__Data under study__
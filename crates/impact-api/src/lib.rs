pub mod client;
pub mod credentials;
pub mod error;
pub mod schemas;

pub use client::Client;
pub use credentials::ImpactCredentials;
pub use error::ClientError;
pub use reqwest::Url;
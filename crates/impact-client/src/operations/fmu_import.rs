use std::sync::Arc;

use derive_new::new;
use serde::Deserialize;

use crate::error::{FailureKind, OperationError};
use crate::operations::base::{AsyncInfo, AsyncOperation, EntityFactory, Operation, location_id};
use crate::operations::service::OperationService;
use crate::operations::status::AsyncOperationStatus;

/// Identifiers of a model created by an FMU import.
#[derive(Debug, Clone, PartialEq, new)]
pub struct ModelArgs {
    pub class_name: String,
    pub workspace_id: String,
    pub project_id: String,
}

#[derive(Deserialize)]
#[serde(rename_all = "camelCase")]
struct FmuImportData {
    fmu_class_path: String,
}

/// Tracks the import of an FMU into a project as a model.
pub struct FmuImportOperation<E> {
    location: String,
    workspace_id: String,
    project_id: String,
    service: Arc<dyn OperationService>,
    create_entity: EntityFactory<ModelArgs, E>,
}

impl<E> FmuImportOperation<E> {
    pub fn new(
        location: impl Into<String>,
        workspace_id: impl Into<String>,
        project_id: impl Into<String>,
        service: Arc<dyn OperationService>,
        create_entity: EntityFactory<ModelArgs, E>,
    ) -> Self {
        Self {
            location: location.into(),
            workspace_id: workspace_id.into(),
            project_id: project_id.into(),
            service,
            create_entity,
        }
    }

    fn info(&self) -> Result<AsyncInfo, OperationError> {
        AsyncInfo::parse(self.service.import_status(&self.location)?)
    }
}

impl<E> Operation for FmuImportOperation<E> {
    type Status = AsyncOperationStatus;
    type Entity = E;

    fn id(&self) -> &str {
        location_id(&self.location)
    }

    fn name(&self) -> &'static str {
        "Model import"
    }

    fn status(&self) -> Result<AsyncOperationStatus, OperationError> {
        Ok(self.info()?.status)
    }

    fn data(&self) -> Result<E, OperationError> {
        let info = self.info()?.ensure_succeeded(FailureKind::FmuImport)?;
        if !info.response.import_warnings.is_empty() {
            log::warn!(
                "Import Warnings: {}",
                info.response.import_warnings.join(". ")
            );
        }

        let data: FmuImportData = info.success_data()?;
        Ok((self.create_entity)(ModelArgs::new(
            data.fmu_class_path,
            self.workspace_id.clone(),
            self.project_id.clone(),
        )))
    }

    fn cancel(&self) -> Result<(), OperationError> {
        Err(OperationError::cancel_not_supported())
    }
}

impl<E> AsyncOperation for FmuImportOperation<E> {}

location_operation_traits!(FmuImportOperation, "FMU import");
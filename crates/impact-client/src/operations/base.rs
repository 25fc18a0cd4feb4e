use std::fmt::Display;
use std::str::FromStr;
use std::sync::Arc;
use std::time::Duration;

use impact_api::schemas::AsyncStatusResponse;
use serde::de::DeserializeOwned;

use crate::error::{FailureKind, OperationError};
use crate::operations::poller::Poller;
use crate::operations::status::{AsyncOperationStatus, Status};

/// Builds the entity an operation resolves to from the identifiers the
/// server and the operation supply.
pub type EntityFactory<A, E> = Arc<dyn Fn(A) -> E + Send + Sync>;

/// A handle on one server side job.
///
/// The server is authoritative for the job: every [`Operation::status`] call
/// is a fresh query and nothing is cached between calls.
pub trait Operation {
    type Status: Copy + PartialEq + Display;
    type Entity;

    /// The opaque job handle.
    fn id(&self) -> &str;

    /// Short label used in progress logs and error messages.
    fn name(&self) -> &'static str;

    fn status(&self) -> Result<Self::Status, OperationError>;

    /// Resolve the entity the job produced.
    fn data(&self) -> Result<Self::Entity, OperationError>;

    /// Request cancellation of the job without waiting for it to stop.
    fn cancel(&self) -> Result<(), OperationError>;
}

/// Operations tracking a compilation or an execution.
pub trait ExecutionOperation: Operation<Status = Status> {
    fn is_complete(&self) -> Result<bool, OperationError> {
        Ok(self.status()? == Status::Done)
    }

    /// Block until the job reports `status`, then return its entity.
    ///
    /// A `timeout` of `None` waits indefinitely. The wait gives up once more
    /// than `timeout` has elapsed since the call, so a zero timeout returns
    /// after the first status query unless that status is the target. The
    /// remote job keeps running when the wait times out.
    fn wait(
        &self,
        timeout: Option<Duration>,
        status: Status,
    ) -> Result<Self::Entity, OperationError> {
        self.wait_with(&Poller::default(), timeout, status)
    }

    /// [`wait`](ExecutionOperation::wait) for the job to be `DONE`.
    fn wait_done(&self, timeout: Option<Duration>) -> Result<Self::Entity, OperationError> {
        self.wait(timeout, Status::Done)
    }

    fn wait_with(
        &self,
        poller: &Poller,
        timeout: Option<Duration>,
        status: Status,
    ) -> Result<Self::Entity, OperationError> {
        poller.poll(self, timeout, |current| current == status)
    }
}

/// Operations tracking an import, export, conversion or cleanup job.
///
/// These jobs end either `READY` or `ERROR`; [`Operation::data`] fails with
/// the server supplied cause for the latter.
pub trait AsyncOperation: Operation<Status = AsyncOperationStatus> {
    fn wait(&self, timeout: Option<Duration>) -> Result<Self::Entity, OperationError> {
        self.wait_with(&Poller::default(), timeout)
    }

    fn wait_with(
        &self,
        poller: &Poller,
        timeout: Option<Duration>,
    ) -> Result<Self::Entity, OperationError> {
        poller.poll(self, timeout, AsyncOperationStatus::done)
    }
}

pub(crate) fn parse_status(value: &str) -> Result<Status, OperationError> {
    Status::from_str(value).map_err(|_| OperationError::UnknownStatus {
        value: value.to_string(),
    })
}

/// Last `/` separated segment of an import location.
pub(crate) fn location_id(location: &str) -> &str {
    location.rsplit('/').next().unwrap_or(location)
}

/// A status envelope of an asynchronous job.
#[derive(Debug)]
pub(crate) struct AsyncInfo {
    pub status: AsyncOperationStatus,
    pub response: AsyncStatusResponse,
}

impl AsyncInfo {
    pub fn parse(response: AsyncStatusResponse) -> Result<Self, OperationError> {
        let status = AsyncOperationStatus::from_str(&response.status).map_err(|_| {
            OperationError::UnknownStatus {
                value: response.status.clone(),
            }
        })?;
        Ok(Self { status, response })
    }

    /// Fail with the server supplied cause if the job ended in `ERROR`.
    pub fn ensure_succeeded(self, kind: FailureKind) -> Result<Self, OperationError> {
        if self.status == AsyncOperationStatus::Error {
            return Err(OperationError::Failed {
                kind,
                message: self.response.error_message(),
            });
        }
        Ok(self)
    }

    /// Deserialize the identifiers the server placed in the success envelope.
    pub fn success_data<T: DeserializeOwned>(&self) -> Result<T, OperationError> {
        let data = self.response.data.clone().ok_or_else(|| {
            OperationError::MalformedResponse(format!(
                "No data in job status (status: {})",
                self.status
            ))
        })?;
        serde_json::from_value(data).map_err(|e| OperationError::MalformedResponse(e.to_string()))
    }
}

__What you will do__
Every entry above needs to be copied exactly.

__Problem solution__
filename crates/impact-api/src/lib.rs
pub mod client;
pub mod credentials;
pub mod error;
pub mod schemas;

pub use client::Client;
pub use credentials::ImpactCredentials;
pub use error::ClientError;
pub use reqwest::Url;
filename crates/impact-client/src/operations/fmu_import.rs
use std::sync::Arc;

use derive_new::new;
use serde::Deserialize;

use crate::error::{FailureKind, OperationError};
use crate::operations::base::{AsyncInfo, AsyncOperation, EntityFactory, Operation, location_id};
use crate::operations::service::OperationService;
use crate::operations::status::AsyncOperationStatus;

/// Identifiers of a model created by an FMU import.
#[derive(Debug, Clone, PartialEq, new)]
pub struct ModelArgs {
    pub class_name: String,
    pub workspace_id: String,
    pub project_id: String,
}

#[derive(Deserialize)]
#[serde(rename_all = "camelCase")]
struct FmuImportData {
    fmu_class_path: String,
}

/// Tracks the import of an FMU into a project as a model.
pub struct FmuImportOperation<E> {
    location: String,
    workspace_id: String,
    project_id: String,
    service: Arc<dyn OperationService>,
    create_entity: EntityFactory<ModelArgs, E>,
}

impl<E> FmuImportOperation<E> {
    pub fn new(
        location: impl Into<String>,
        workspace_id: impl Into<String>,
        project_id: impl Into<String>,
        service: Arc<dyn OperationService>,
        create_entity: EntityFactory<ModelArgs, E>,
    ) -> Self {
        Self {
            location: location.into(),
            workspace_id: workspace_id.into(),
            project_id: project_id.into(),
            service,
            create_entity,
        }
    }

    fn info(&self) -> Result<AsyncInfo, OperationError> {
        AsyncInfo::parse(self.service.import_status(&self.location)?)
    }
}

impl<E> Operation for FmuImportOperation<E> {
    type Status = AsyncOperationStatus;
    type Entity = E;

    fn id(&self) -> &str {
        location_id(&self.location)
    }

    fn name(&self) -> &'static str {
        "Model import"
    }

    fn status(&self) -> Result<AsyncOperationStatus, OperationError> {
        Ok(self.info()?.status)
    }

    fn data(&self) -> Result<E, OperationError> {
        let info = self.info()?.ensure_succeeded(FailureKind::FmuImport)?;
        if !info.response.import_warnings.is_empty() {
            log::warn!(
                "Import Warnings: {}",
                info.response.import_warnings.join(". ")
            );
        }

        let data: FmuImportData = info.success_data()?;
        Ok((self.create_entity)(ModelArgs::new(
            data.fmu_class_path,
            self.workspace_id.clone(),
            self.project_id.clone(),
        )))
    }

    fn cancel(&self) -> Result<(), OperationError> {
        Err(OperationError::cancel_not_supported())
    }
}

impl<E> AsyncOperation for FmuImportOperation<E> {}

location_operation_traits!(FmuImportOperation, "FMU import");
filename crates/impact-client/src/operations/base.rs
repository 25fc18a0cd4feb4e
use std::fmt::Display;
use std::str::FromStr;
use std::sync::Arc;
use std::time::Duration;

use impact_api::schemas::AsyncStatusResponse;
use serde::de::DeserializeOwned;

use crate::error::{FailureKind, OperationError};
use crate::operations::poller::Poller;
use crate::operations::status::{AsyncOperationStatus, Status};

/// Builds the entity an operation resolves to from the identifiers the
/// server and the operation supply.
pub type EntityFactory<A, E> = Arc<dyn Fn(A) -> E + Send + Sync>;

/// A handle on one server side job.
///
/// The server is authoritative for the job: every [`Operation::status`] call
/// is a fresh query and nothing is cached between calls.
pub trait Operation {
    type Status: Copy + PartialEq + Display;
    type Entity;

    /// The opaque job handle.
    fn id(&self) -> &str;

    /// Short label used in progress logs and error messages.
    fn name(&self) -> &'static str;

    fn status(&self) -> Result<Self::Status, OperationError>;

    /// Resolve the entity the job produced.
    fn data(&self) -> Result<Self::Entity, OperationError>;

    /// Request cancellation of the job without waiting for it to stop.
    fn cancel(&self) -> Result<(), OperationError>;
}

/// Operations tracking a compilation or an execution.
pub trait ExecutionOperation: Operation<Status = Status> {
    fn is_complete(&self) -> Result<bool, OperationError> {
        Ok(self.status()? == Status::Done)
    }

    /// Block until the job reports `status`, then return its entity.
    ///
    /// A `timeout` of `None` waits indefinitely. The wait gives up once more
    /// than `timeout` has elapsed since the call, so a zero timeout returns
    /// after the first status query unless that status is the target. The
    /// remote job keeps running when the wait times out.
    fn wait(
        &self,
        timeout: Option<Duration>,
        status: Status,
    ) -> Result<Self::Entity, OperationError> {
        self.wait_with(&Poller::default(), timeout, status)
    }

    /// [`wait`](ExecutionOperation::wait) for the job to be `DONE`.
    fn wait_done(&self, timeout: Option<Duration>) -> Result<Self::Entity, OperationError> {
        self.wait(timeout, Status::Done)
    }

    fn wait_with(
        &self,
        poller: &Poller,
        timeout: Option<Duration>,
        status: Status,
    ) -> Result<Self::Entity, OperationError> {
        poller.poll(self, timeout, |current| current == status)
    }
}

/// Operations tracking an import, export, conversion or cleanup job.
///
/// These jobs end either `READY` or `ERROR`; [`Operation::data`] fails with
/// the server supplied cause for the latter.
pub trait AsyncOperation: Operation<Status = AsyncOperationStatus> {
    fn wait(&self, timeout: Option<Duration>) -> Result<Self::Entity, OperationError> {
        self.wait_with(&Poller::default(), timeout)
    }

    fn wait_with(
        &self,
        poller: &Poller,
        timeout: Option<Duration>,
    ) -> Result<Self::Entity, OperationError> {
        poller.poll(self, timeout, AsyncOperationStatus::done)
    }
}

pub(crate) fn parse_status(value: &str) -> Result<Status, OperationError> {
    Status::from_str(value).map_err(|_| OperationError::UnknownStatus {
        value: value.to_string(),
    })
}

/// Last `/` separated segment of an import location.
pub(crate) fn location_id(location: &str) -> &str {
    location.rsplit('/').next().unwrap_or(location)
}

/// A status envelope of an asynchronous job.
#[derive(Debug)]
pub(crate) struct AsyncInfo {
    pub status: AsyncOperationStatus,
    pub response: AsyncStatusResponse,
}

impl AsyncInfo {
    pub fn parse(response: AsyncStatusResponse) -> Result<Self, OperationError> {
        let status = AsyncOperationStatus::from_str(&response.status).map_err(|_| {
            OperationError::UnknownStatus {
                value: response.status.clone(),
            }
        })?;
        Ok(Self { status, response })
    }

    /// Fail with the server supplied cause if the job ended in `ERROR`.
    pub fn ensure_succeeded(self, kind: FailureKind) -> Result<Self, OperationError> {
        if self.status == AsyncOperationStatus::Error {
            return Err(OperationError::Failed {
                kind,
                message: self.response.error_message(),
            });
        }
        Ok(self)
    }

    /// Deserialize the identifiers the server placed in the success envelope.
    pub fn success_data<T: DeserializeOwned>(&self) -> Result<T, OperationError> {
        let data = self.response.data.clone().ok_or_else(|| {
            OperationError::MalformedResponse(format!(
                "No data in job status (status: {})",
                self.status
            ))
        })?;
        serde_json::from_value(data).map_err(|e| OperationError::MalformedResponse(e.to_string()))
    }
}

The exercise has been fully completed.